Mel Burton is a fictional character from the British television soap opera Hollyoaks, played by actress Cassie Powney. She made her first appearance during the episode broadcast on 23 September 2003. Powney joined the cast along with her twin Connie Powney, who plays Mel's twin sister Sophie Burton. They auditioned for the roles six months after deciding they should stop putting themselves forward for twin roles. Mel was introduced along with Joe Spencer (Matt Milburn) and Robbie Flynn (Andy Newton), as new students attending Hollyoaks College. The character's family were introduced a month later.
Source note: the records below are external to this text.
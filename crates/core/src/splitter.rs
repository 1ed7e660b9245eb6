use crate::error::IngestError;

/// Window parameters for recursive character splitting. Defaults follow the
/// common RAG setup of 1000-character windows with 200 characters of overlap.
#[derive(Debug, Clone, Copy)]
pub struct SplitConfig {
    pub chunk_size: usize,
    pub chunk_overlap: usize,
}

impl Default for SplitConfig {
    fn default() -> Self {
        Self {
            chunk_size: 1_000,
            chunk_overlap: 200,
        }
    }
}

impl SplitConfig {
    pub fn validate(&self) -> Result<(), IngestError> {
        if self.chunk_size == 0 {
            return Err(IngestError::InvalidChunkConfig(
                "chunk_size must be greater than zero".to_string(),
            ));
        }

        if self.chunk_overlap >= self.chunk_size {
            return Err(IngestError::InvalidChunkConfig(format!(
                "chunk_overlap {} must be smaller than chunk_size {}",
                self.chunk_overlap, self.chunk_size
            )));
        }

        Ok(())
    }
}

/// Split text into overlapping windows of at most `chunk_size` characters,
/// cutting on paragraph, then line, then word boundaries where possible.
/// Consecutive windows share exactly `chunk_overlap` characters, so joining
/// the windows minus their overlaps reproduces the input.
pub fn split_text(text: &str, config: SplitConfig) -> Result<Vec<String>, IngestError> {
    config.validate()?;

    let chars: Vec<char> = text.chars().collect();
    if chars.is_empty() {
        return Ok(Vec::new());
    }

    if chars.len() <= config.chunk_size {
        return Ok(vec![text.to_string()]);
    }

    let mut chunks = Vec::new();
    let mut start = 0usize;

    loop {
        let hard_end = (start + config.chunk_size).min(chars.len());
        let end = if hard_end == chars.len() {
            hard_end
        } else {
            break_point(&chars, start, hard_end, config.chunk_overlap)
        };

        chunks.push(chars[start..end].iter().collect());

        if end == chars.len() {
            break;
        }

        start = end - config.chunk_overlap;
    }

    Ok(chunks)
}

/// Preferred cut for a window ending at `hard_end`: just past the last
/// paragraph break, line break, or space in the second half of the window.
/// Falls back to the hard character boundary. Cuts never land within
/// `overlap` characters of `start`, so the next window always begins
/// strictly after this one and shares exactly `overlap` characters with it.
fn break_point(chars: &[char], start: usize, hard_end: usize, overlap: usize) -> usize {
    let floor = (start + (hard_end - start) / 2).max(start + overlap + 1);

    for separator in ["\n\n", "\n", " "] {
        if let Some(cut) = rfind_separator(chars, floor, hard_end, separator) {
            return cut;
        }
    }

    hard_end
}

/// Index just past the last occurrence of `separator` that starts at or
/// after `floor` and fits before `end`.
fn rfind_separator(chars: &[char], floor: usize, end: usize, separator: &str) -> Option<usize> {
    let sep: Vec<char> = separator.chars().collect();
    if end < sep.len() {
        return None;
    }

    let mut at = end - sep.len();
    loop {
        if at < floor {
            return None;
        }
        if chars[at..at + sep.len()] == sep[..] {
            return Some(at + sep.len());
        }
        if at == 0 {
            return None;
        }
        at -= 1;
    }
}

#[cfg(test)]
mod tests {
    use super::*;

    fn reconstruct(chunks: &[String], overlap: usize) -> String {
        let mut text = chunks.first().cloned().unwrap_or_default();
        for chunk in chunks.iter().skip(1) {
            text.extend(chunk.chars().skip(overlap));
        }
        text
    }

    #[test]
    fn empty_text_yields_no_chunks() {
        let chunks = split_text("", SplitConfig::default()).unwrap();
        assert!(chunks.is_empty());
    }

    #[test]
    fn short_text_is_a_single_chunk() {
        let chunks = split_text("just one paragraph", SplitConfig::default()).unwrap();
        assert_eq!(chunks, vec!["just one paragraph".to_string()]);
    }

    #[test]
    fn windows_respect_the_size_limit() {
        let config = SplitConfig {
            chunk_size: 100,
            chunk_overlap: 20,
        };
        let text = "lorem ipsum dolor sit amet ".repeat(40);

        let chunks = split_text(&text, config).unwrap();
        assert!(chunks.len() > 1);
        for chunk in &chunks {
            assert!(chunk.chars().count() <= config.chunk_size);
        }
    }

    #[test]
    fn joining_chunks_minus_overlap_reconstructs_the_text() {
        let config = SplitConfig {
            chunk_size: 100,
            chunk_overlap: 20,
        };
        let text = format!(
            "{}\n\n{}\n{}",
            "First paragraph about hydraulic systems and their maintenance schedules.".repeat(3),
            "Second paragraph covering inspection intervals.",
            "A trailing line with a few closing words for the document."
        );

        let chunks = split_text(&text, config).unwrap();
        assert_eq!(reconstruct(&chunks, config.chunk_overlap), text);
    }

    #[test]
    fn reconstruction_holds_with_aggressive_overlap() {
        let config = SplitConfig {
            chunk_size: 10,
            chunk_overlap: 6,
        };
        let text = "aaaa bbbb cccc dddd eeee";

        let chunks = split_text(text, config).unwrap();
        assert!(chunks.len() > 1);
        for window in chunks.windows(2) {
            let tail: String = window[0]
                .chars()
                .skip(window[0].chars().count() - config.chunk_overlap)
                .collect();
            let head: String = window[1].chars().take(config.chunk_overlap).collect();
            assert_eq!(tail, head);
        }
        assert_eq!(reconstruct(&chunks, config.chunk_overlap), text);
    }

    #[test]
    fn cuts_prefer_word_boundaries() {
        let config = SplitConfig {
            chunk_size: 50,
            chunk_overlap: 10,
        };
        let text = "alpha beta gamma delta epsilon zeta eta theta iota kappa lambda mu nu";

        let chunks = split_text(&text, config).unwrap();
        assert!(chunks.len() > 1);
        assert!(chunks[0].ends_with(' '), "chunk was cut mid-word: {:?}", chunks[0]);
    }

    #[test]
    fn overlap_must_be_smaller_than_chunk_size() {
        let config = SplitConfig {
            chunk_size: 10,
            chunk_overlap: 10,
        };
        assert!(split_text("some text", config).is_err());
    }
}
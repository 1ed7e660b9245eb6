use crate::error::IngestError;
use crate::extract::extract_text;
use crate::models::{ChunkMetadata, DocumentChunk, FileType};
use crate::splitter::{split_text, SplitConfig};
use sha2::{Digest, Sha256};
use std::path::{Path, PathBuf};
use tracing::{error, info, warn};
use walkdir::WalkDir;

pub struct SkippedFile {
    pub path: PathBuf,
    pub reason: String,
}

pub struct LoadReport {
    pub chunks: Vec<DocumentChunk>,
    pub skipped_files: Vec<SkippedFile>,
}

/// Loads PDF, TXT, and DOCX files and splits them into overlapping chunks
/// tagged with provenance metadata.
///
/// Per-file problems are soft failures: they are logged and yield an empty
/// result so batch ingestion continues past unreadable files.
#[derive(Debug, Clone, Copy)]
pub struct DocumentLoader {
    split: SplitConfig,
}

impl Default for DocumentLoader {
    fn default() -> Self {
        Self {
            split: SplitConfig::default(),
        }
    }
}

impl DocumentLoader {
    pub fn new(chunk_size: usize, chunk_overlap: usize) -> Result<Self, IngestError> {
        let split = SplitConfig {
            chunk_size,
            chunk_overlap,
        };
        split.validate()?;
        Ok(Self { split })
    }

    /// Load one document. Missing files, unsupported extensions, and parse
    /// errors are logged and produce an empty vec.
    pub fn load_single_document(&self, path: &Path) -> Vec<DocumentChunk> {
        match self.try_load(path) {
            Ok(chunks) => {
                info!(path = %path.display(), chunk_count = chunks.len(), "loaded document");
                chunks
            }
            Err(IngestError::UnsupportedFileType(extension)) => {
                warn!(path = %path.display(), extension = %extension, "unsupported file type");
                Vec::new()
            }
            Err(error) => {
                error!(path = %path.display(), reason = %error, "failed to load document");
                Vec::new()
            }
        }
    }

    /// Load every supported file under a directory, recursively. Missing or
    /// non-directory paths yield an empty vec.
    pub fn load_directory(&self, directory: &Path) -> Vec<DocumentChunk> {
        self.load_directory_report(directory).chunks
    }

    /// Like `load_directory`, but also reports which files were skipped and
    /// why.
    pub fn load_directory_report(&self, directory: &Path) -> LoadReport {
        if !directory.is_dir() {
            error!(path = %directory.display(), "directory not found");
            return LoadReport {
                chunks: Vec::new(),
                skipped_files: Vec::new(),
            };
        }

        let files = discover_supported_files(directory);
        if files.is_empty() {
            warn!(path = %directory.display(), "no supported documents in directory");
        }

        let mut chunks = Vec::new();
        let mut skipped_files = Vec::new();

        for path in files {
            match self.try_load(&path) {
                Ok(file_chunks) => chunks.extend(file_chunks),
                Err(error) => {
                    warn!(path = %path.display(), reason = %error, "skipping document");
                    skipped_files.push(SkippedFile {
                        path,
                        reason: error.to_string(),
                    });
                }
            }
        }

        info!(
            directory = %directory.display(),
            chunk_count = chunks.len(),
            skipped = skipped_files.len(),
            "directory ingestion finished"
        );

        LoadReport {
            chunks,
            skipped_files,
        }
    }

    /// Load a caller-supplied list of files, skipping the ones that fail.
    pub fn load_multiple_files(&self, paths: &[PathBuf]) -> Vec<DocumentChunk> {
        let mut chunks = Vec::new();
        for path in paths {
            chunks.extend(self.load_single_document(path));
        }
        chunks
    }

    fn try_load(&self, path: &Path) -> Result<Vec<DocumentChunk>, IngestError> {
        if !path.is_file() {
            return Err(IngestError::FileNotFound(path.display().to_string()));
        }

        let extension = path
            .extension()
            .and_then(|extension| extension.to_str())
            .unwrap_or_default();

        let file_type = FileType::from_extension(extension)
            .ok_or_else(|| IngestError::UnsupportedFileType(extension.to_string()))?;

        let file_name = path
            .file_name()
            .and_then(|name| name.to_str())
            .ok_or_else(|| IngestError::MissingFileName(path.display().to_string()))?
            .to_string();

        let metadata = ChunkMetadata {
            source_path: path.to_string_lossy().to_string(),
            file_name,
            file_type,
        };

        let text = extract_text(path, file_type)?;
        let pieces = split_text(&text, self.split)?;

        Ok(pieces
            .into_iter()
            .enumerate()
            .map(|(index, piece)| DocumentChunk {
                chunk_id: make_chunk_id(&metadata.source_path, index as u64, &piece),
                text: piece,
                chunk_index: index as u64,
                metadata: metadata.clone(),
            })
            .collect())
    }
}

/// Recursively discover files with a supported extension, sorted for
/// deterministic ingestion order.
pub fn discover_supported_files(directory: &Path) -> Vec<PathBuf> {
    let mut files = Vec::new();

    for entry in WalkDir::new(directory)
        .into_iter()
        .filter_map(|item| item.ok())
    {
        if !entry.file_type().is_file() {
            continue;
        }

        let supported = entry
            .path()
            .extension()
            .and_then(|extension| extension.to_str())
            .is_some_and(|extension| FileType::from_extension(extension).is_some());

        if supported {
            files.push(entry.path().to_path_buf());
        }
    }

    files.sort_unstable();
    files
}

fn make_chunk_id(source_path: &str, index: u64, text: &str) -> String {
    let mut hasher = Sha256::new();
    hasher.update(source_path.as_bytes());
    hasher.update(index.to_le_bytes());
    hasher.update(text.as_bytes());
    format!("{:x}", hasher.finalize())
}
pub mod qdrant;

pub use qdrant::QdrantBackend;
use crate::error::StoreError;
use async_trait::async_trait;
use reqwest::Client;
use serde::{Deserialize, Serialize};

pub const DEFAULT_EMBEDDING_MODEL: &str = "text-embedding-ada-002";

/// Text-to-vector boundary. The embedding model itself is an external
/// collaborator reached over HTTP; no retry or backoff is applied locally.
#[async_trait]
pub trait Embeddings: Send + Sync {
    /// Dimensionality of the vectors this embedder produces.
    fn vector_size(&self) -> usize;

    async fn embed_batch(&self, texts: &[String]) -> Result<Vec<Vec<f32>>, StoreError>;

    async fn embed_query(&self, text: &str) -> Result<Vec<f32>, StoreError> {
        let mut vectors = self.embed_batch(&[text.to_string()]).await?;
        vectors.pop().ok_or_else(|| StoreError::BackendResponse {
            backend: "embeddings".to_string(),
            details: "empty embedding batch".to_string(),
        })
    }
}

#[derive(Debug, Clone, Serialize)]
struct EmbeddingsRequest<'a> {
    model: &'a str,
    input: &'a [String],
}

#[derive(Debug, Clone, Deserialize)]
struct EmbeddingsResponse {
    data: Vec<EmbeddingItem>,
}

#[derive(Debug, Clone, Deserialize)]
struct EmbeddingItem {
    index: usize,
    embedding: Vec<f32>,
}

/// OpenAI-style `/embeddings` endpoint client.
pub struct OpenAiEmbeddings {
    client: Client,
    base_url: String,
    api_key: String,
    model: String,
    vector_size: usize,
}

impl OpenAiEmbeddings {
    pub fn new(
        base_url: impl Into<String>,
        api_key: impl Into<String>,
        model: impl Into<String>,
    ) -> Self {
        let model = model.into();
        let vector_size = dimensions_for(&model);
        Self {
            client: Client::new(),
            base_url: base_url.into(),
            api_key: api_key.into(),
            model,
            vector_size,
        }
    }

    pub fn model(&self) -> &str {
        &self.model
    }
}

#[async_trait]
impl Embeddings for OpenAiEmbeddings {
    fn vector_size(&self) -> usize {
        self.vector_size
    }

    async fn embed_batch(&self, texts: &[String]) -> Result<Vec<Vec<f32>>, StoreError> {
        if texts.is_empty() {
            return Ok(Vec::new());
        }

        let response = self
            .client
            .post(format!("{}/embeddings", self.base_url))
            .bearer_auth(&self.api_key)
            .json(&EmbeddingsRequest {
                model: &self.model,
                input: texts,
            })
            .send()
            .await?;

        if !response.status().is_success() {
            return Err(StoreError::BackendResponse {
                backend: "embeddings".to_string(),
                details: response.status().to_string(),
            });
        }

        let payload: EmbeddingsResponse = response.json().await?;
        collect_embeddings(payload, texts.len())
    }
}

/// Known dimensionalities of the OpenAI embedding families; unknown models
/// fall back to the ada-002 width.
fn dimensions_for(model: &str) -> usize {
    match model {
        "text-embedding-3-large" => 3_072,
        "text-embedding-3-small" | "text-embedding-ada-002" => 1_536,
        _ => 1_536,
    }
}

fn collect_embeddings(
    payload: EmbeddingsResponse,
    expected: usize,
) -> Result<Vec<Vec<f32>>, StoreError> {
    let mut items = payload.data;
    if items.len() != expected {
        return Err(StoreError::BackendResponse {
            backend: "embeddings".to_string(),
            details: format!("expected {} embeddings, got {}", expected, items.len()),
        });
    }

    // The API documents no ordering guarantee; trust the index field.
    items.sort_by_key(|item| item.index);
    Ok(items.into_iter().map(|item| item.embedding).collect())
}

#[cfg(test)]
mod tests {
    use super::*;

    #[test]
    fn known_models_report_their_width() {
        assert_eq!(dimensions_for("text-embedding-ada-002"), 1_536);
        assert_eq!(dimensions_for("text-embedding-3-small"), 1_536);
        assert_eq!(dimensions_for("text-embedding-3-large"), 3_072);
        assert_eq!(dimensions_for("mystery-model"), 1_536);
    }

    #[test]
    fn embeddings_are_reordered_by_index() {
        let payload = EmbeddingsResponse {
            data: vec![
                EmbeddingItem {
                    index: 1,
                    embedding: vec![1.0],
                },
                EmbeddingItem {
                    index: 0,
                    embedding: vec![0.0],
                },
            ],
        };

        let vectors = collect_embeddings(payload, 2).unwrap();
        assert_eq!(vectors, vec![vec![0.0], vec![1.0]]);
    }

    #[test]
    fn missing_embeddings_are_rejected() {
        let payload = EmbeddingsResponse {
            data: vec![EmbeddingItem {
                index: 0,
                embedding: vec![0.0],
            }],
        };

        assert!(collect_embeddings(payload, 2).is_err());
    }

    #[test]
    fn response_payload_deserializes() {
        let raw = r#"{"object":"list","data":[{"object":"embedding","index":0,"embedding":[0.1,0.2]}],"model":"text-embedding-ada-002"}"#;
        let payload: EmbeddingsResponse = serde_json::from_str(raw).unwrap();
        assert_eq!(payload.data.len(), 1);
        assert_eq!(payload.data[0].embedding, vec![0.1, 0.2]);
    }
}
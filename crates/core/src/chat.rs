use crate::error::ChatError;
use async_trait::async_trait;
use reqwest::Client;
use serde::{Deserialize, Serialize};

pub const DEFAULT_CHAT_MODEL: &str = "gpt-3.5-turbo";

#[derive(Debug, Clone, Copy, Serialize, Deserialize, PartialEq, Eq)]
#[serde(rename_all = "lowercase")]
pub enum ChatRole {
    System,
    User,
    Assistant,
}

#[derive(Debug, Clone, Serialize, Deserialize)]
pub struct ChatMessage {
    pub role: ChatRole,
    pub content: String,
}

impl ChatMessage {
    pub fn system(content: impl Into<String>) -> Self {
        Self {
            role: ChatRole::System,
            content: content.into(),
        }
    }

    pub fn user(content: impl Into<String>) -> Self {
        Self {
            role: ChatRole::User,
            content: content.into(),
        }
    }

    pub fn assistant(content: impl Into<String>) -> Self {
        Self {
            role: ChatRole::Assistant,
            content: content.into(),
        }
    }
}

/// Chat completion boundary. The model is an external collaborator reached
/// synchronously over HTTP.
#[async_trait]
pub trait ChatModel: Send + Sync {
    async fn complete(&self, messages: &[ChatMessage]) -> Result<String, ChatError>;
}

#[derive(Debug, Clone, Serialize)]
struct CompletionRequest<'a> {
    model: &'a str,
    messages: &'a [ChatMessage],
    temperature: f32,
    max_tokens: u32,
}

#[derive(Debug, Clone, Deserialize)]
struct CompletionResponse {
    choices: Vec<CompletionChoice>,
}

#[derive(Debug, Clone, Deserialize)]
struct CompletionChoice {
    message: CompletionMessage,
}

#[derive(Debug, Clone, Deserialize)]
struct CompletionMessage {
    content: Option<String>,
}

/// OpenAI-style `/chat/completions` endpoint client carrying the sampling
/// parameters for the QA chain.
pub struct OpenAiChat {
    client: Client,
    base_url: String,
    api_key: String,
    model: String,
    temperature: f32,
    max_tokens: u32,
}

impl OpenAiChat {
    pub fn new(
        base_url: impl Into<String>,
        api_key: impl Into<String>,
        model: impl Into<String>,
        temperature: f32,
        max_tokens: u32,
    ) -> Self {
        Self {
            client: Client::new(),
            base_url: base_url.into(),
            api_key: api_key.into(),
            model: model.into(),
            temperature,
            max_tokens,
        }
    }

    pub fn model(&self) -> &str {
        &self.model
    }

    pub fn temperature(&self) -> f32 {
        self.temperature
    }

    pub fn max_tokens(&self) -> u32 {
        self.max_tokens
    }

    /// Adjust sampling parameters for subsequent completions.
    pub fn set_sampling(&mut self, temperature: Option<f32>, max_tokens: Option<u32>) {
        if let Some(temperature) = temperature {
            self.temperature = temperature;
        }
        if let Some(max_tokens) = max_tokens {
            self.max_tokens = max_tokens;
        }
    }
}

#[async_trait]
impl ChatModel for OpenAiChat {
    async fn complete(&self, messages: &[ChatMessage]) -> Result<String, ChatError> {
        let response = self
            .client
            .post(format!("{}/chat/completions", self.base_url))
            .bearer_auth(&self.api_key)
            .json(&CompletionRequest {
                model: &self.model,
                messages,
                temperature: self.temperature,
                max_tokens: self.max_tokens,
            })
            .send()
            .await?;

        if !response.status().is_success() {
            return Err(ChatError::BackendResponse {
                backend: "chat".to_string(),
                details: response.status().to_string(),
            });
        }

        let payload: CompletionResponse = response.json().await?;
        first_completion(payload)
    }
}

fn first_completion(payload: CompletionResponse) -> Result<String, ChatError> {
    payload
        .choices
        .into_iter()
        .next()
        .and_then(|choice| choice.message.content)
        .filter(|content| !content.is_empty())
        .ok_or(ChatError::EmptyCompletion)
}
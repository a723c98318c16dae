use dioxus::prelude::*;

use ui::SessionProvider;
use views::{Home, Login, PlaceDetail, Shell};

mod views;

#[derive(Debug, Clone, Routable, PartialEq)]
#[rustfmt::skip]
enum Route {
    #[layout(Shell)]
    #[route("/")]
    Home {},
    #[route("/login")]
    Login {},
    #[route("/place/:id")]
    PlaceDetail { id: String },
}

const MAIN_CSS: Asset = asset!("/assets/main.css");

fn main() {
    dioxus::launch(App);
}

#[component]
fn App() -> Element {
    rsx! {
        document::Link { rel: "stylesheet", href: MAIN_CSS }

        SessionProvider {
            Router::<Route> {}
        }
    }
}
use dioxus::prelude::*;

use ui::use_session;

use crate::Route;

/// Layout wrapping every page: site header with the login affordance, then
/// the routed view. The login link only shows while unauthenticated.
#[component]
pub fn Shell() -> Element {
    let session = use_session();

    rsx! {
        header {
            class: "site-header",
            Link { class: "site-logo", to: Route::Home {}, "StaySpot" }
            if !session().is_authenticated() {
                Link { id: "login-link", class: "login-button", to: Route::Login {}, "Login" }
            }
        }

        main {
            Outlet::<Route> {}
        }
    }
}
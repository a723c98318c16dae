use thiserror::Error;

/// Failure of one client operation.
///
/// `Invalid` carries the user-facing message for input rejected before any
/// network call; the other variants are surfaced through a generic message
/// at the call site.
#[derive(Debug, Error)]
pub enum ApiError {
    /// The server answered outside the 2xx range.
    #[error("server returned status {0}")]
    Status(u16),

    /// The request never completed (connection, DNS, fetch failure).
    #[error("request failed: {0}")]
    Http(#[from] reqwest::Error),

    /// The body did not match the endpoint's schema.
    #[error("malformed response body: {0}")]
    Decode(#[source] reqwest::Error),

    /// Input rejected locally, before any network call.
    #[error("{0}")]
    Invalid(&'static str),
}
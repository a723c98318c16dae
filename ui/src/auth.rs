//! Session context for the UI.
//!
//! The token slot is read once when [`SessionProvider`] mounts and the
//! resulting [`SessionState`] is passed down as a context signal. Views
//! render from that explicit value; only the login flow writes it back.

use dioxus::prelude::*;
use session::{claims, Claims, TokenStore};

/// Session snapshot the views render from.
#[derive(Debug, Clone, PartialEq, Default)]
pub struct SessionState {
    pub token: Option<String>,
}

impl SessionState {
    pub fn is_authenticated(&self) -> bool {
        self.token.as_deref().is_some_and(|t| !t.is_empty())
    }

    /// Claims decoded from the current token; `Claims::default()` when there
    /// is no token or it does not decode.
    pub fn claims(&self) -> Claims {
        self.token.as_deref().map(claims::decode).unwrap_or_default()
    }

    /// Subject id for the review author, when the token decodes to one.
    pub fn subject_id(&self) -> Option<String> {
        self.claims().subject_id().map(str::to_string)
    }
}

/// Token store for the current platform: the `token` cookie on wasm, an
/// in-memory slot elsewhere.
pub fn token_store() -> impl TokenStore {
    #[cfg(target_arch = "wasm32")]
    {
        session::CookieStore::new()
    }
    #[cfg(not(target_arch = "wasm32"))]
    {
        session::MemoryStore::new()
    }
}

/// Current session state. Updates when the login flow stores a token.
pub fn use_session() -> Signal<SessionState> {
    use_context::<Signal<SessionState>>()
}

/// Provider component; wrap the router with it once at startup.
#[component]
pub fn SessionProvider(children: Element) -> Element {
    let state = use_signal(|| {
        let state = SessionState {
            token: token_store().read(),
        };
        if state.is_authenticated() {
            tracing::debug!("session token present at startup");
        }
        state
    });
    use_context_provider(|| state);

    rsx! {
        {children}
    }
}
//! Login page with the email/password form.

use dioxus::prelude::*;

use api::{ApiClient, Credentials};
use ui::{token_store, use_session, SessionState};
use session::TokenStore;

use crate::Route;

#[component]
pub fn Login() -> Element {
    let mut session = use_session();
    let mut email = use_signal(String::new);
    let mut password = use_signal(String::new);
    let mut error = use_signal(|| Option::<String>::None);
    let mut loading = use_signal(|| false);
    let nav = use_navigator();

    // Nothing to do here while already logged in.
    if session().is_authenticated() {
        nav.replace(Route::Home {});
    }

    let handle_login = move |evt: FormEvent| {
        evt.prevent_default();
        spawn(async move {
            error.set(None);
            loading.set(true);

            let credentials = Credentials {
                email: email().trim().to_string(),
                password: password(),
            };

            let client = ApiClient::default();
            match client.login(&credentials).await {
                Ok(response) if !response.access_token.is_empty() => {
                    token_store().write(&response.access_token);
                    session.set(SessionState {
                        token: Some(response.access_token),
                    });
                    nav.push(Route::Home {});
                }
                Ok(_) => {
                    loading.set(false);
                    error.set(Some("Login failed. Check your credentials.".to_string()));
                }
                Err(e) => {
                    tracing::error!("login failed: {e}");
                    loading.set(false);
                    error.set(Some(format!("Login error: {e}")));
                }
            }
        });
    };

    rsx! {
        div {
            class: "login-page",
            h1 { "Log in" }

            form {
                id: "login-form",
                onsubmit: handle_login,

                if let Some(message) = error() {
                    p { class: "error-message", "{message}" }
                }

                input {
                    r#type: "email",
                    name: "email",
                    placeholder: "Email",
                    value: email(),
                    oninput: move |evt| email.set(evt.value()),
                }
                input {
                    r#type: "password",
                    name: "password",
                    placeholder: "Password",
                    value: password(),
                    oninput: move |evt| password.set(evt.value()),
                }
                button {
                    r#type: "submit",
                    disabled: loading(),
                    if loading() { "Logging in..." } else { "Login" }
                }
            }
        }
    }
}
Mel is characterised as being clever, introverted and more controlled than her sister.

==Casting==
Cassie Powney was cast as Mel and her identical twin sister Connie Powney was cast as Sophie. The audition for the roles came up about six months after the sisters decided to stop putting themselves forward for twin roles. Of joining the serial and moving away from her home town, Cassie stated: "I've always been a fan of Hollyoaks and I'm really excited about getting to know everyone. I won't be too homesick as I'll be with Connie so the move is quite an adventure." Cassie admitted that it took the cast and crew about a year to work out who was who, but she explained that she usually has straight hair, while her sister's is curly. Their personalities also differ greatly and Powney felt that despite being the eldest, Connie was more "authoritative and organised". Powney made her first appearance as Mel on 23 September 2003.

==Development==
===Introduction and early storylines===
Mel was introduced along with fellow new characters Joe Spencer (Matt Milburn) and Robbie Flynn (Andy Newton) during Freshers' Week at Hollyoaks College. Milburn liked that he, Powney and Newton all started at the same time because that meant they were all going through the same experiences. The three actors also shared a house together off-screen. Mel was also the first member of the Burton family to be introduced to the show. Around a month later, Mel is joined by her mother, her mother's boyfriend and her siblings, including her twin sister Sophie. Powney said her character is "particularly peeved" when her family move to Hollyoaks, as she wanted to attend college without any pressure from their presence. Powney also said "she's not happy at the way twin sister Sophie cramps her style." Sophie realises that Mel has not told her friends she has a twin sister, so she gets revenge by wearing identical clothing to a student night and confusing Mel's friends with her different behaviour. Sophie kisses Mel's friend Joe to wind her sister up, a decision that Connie Powney said was "awful" as Joe then believes Mel has feelings for him. Connie said Sophie was the more "flirty, crazy sister, while Mel is much more controlled." The official Hollyoaks website describes Mel as "quiet, clever and introverted". She thinks Sophie's way of getting attention from people is "highly irritating".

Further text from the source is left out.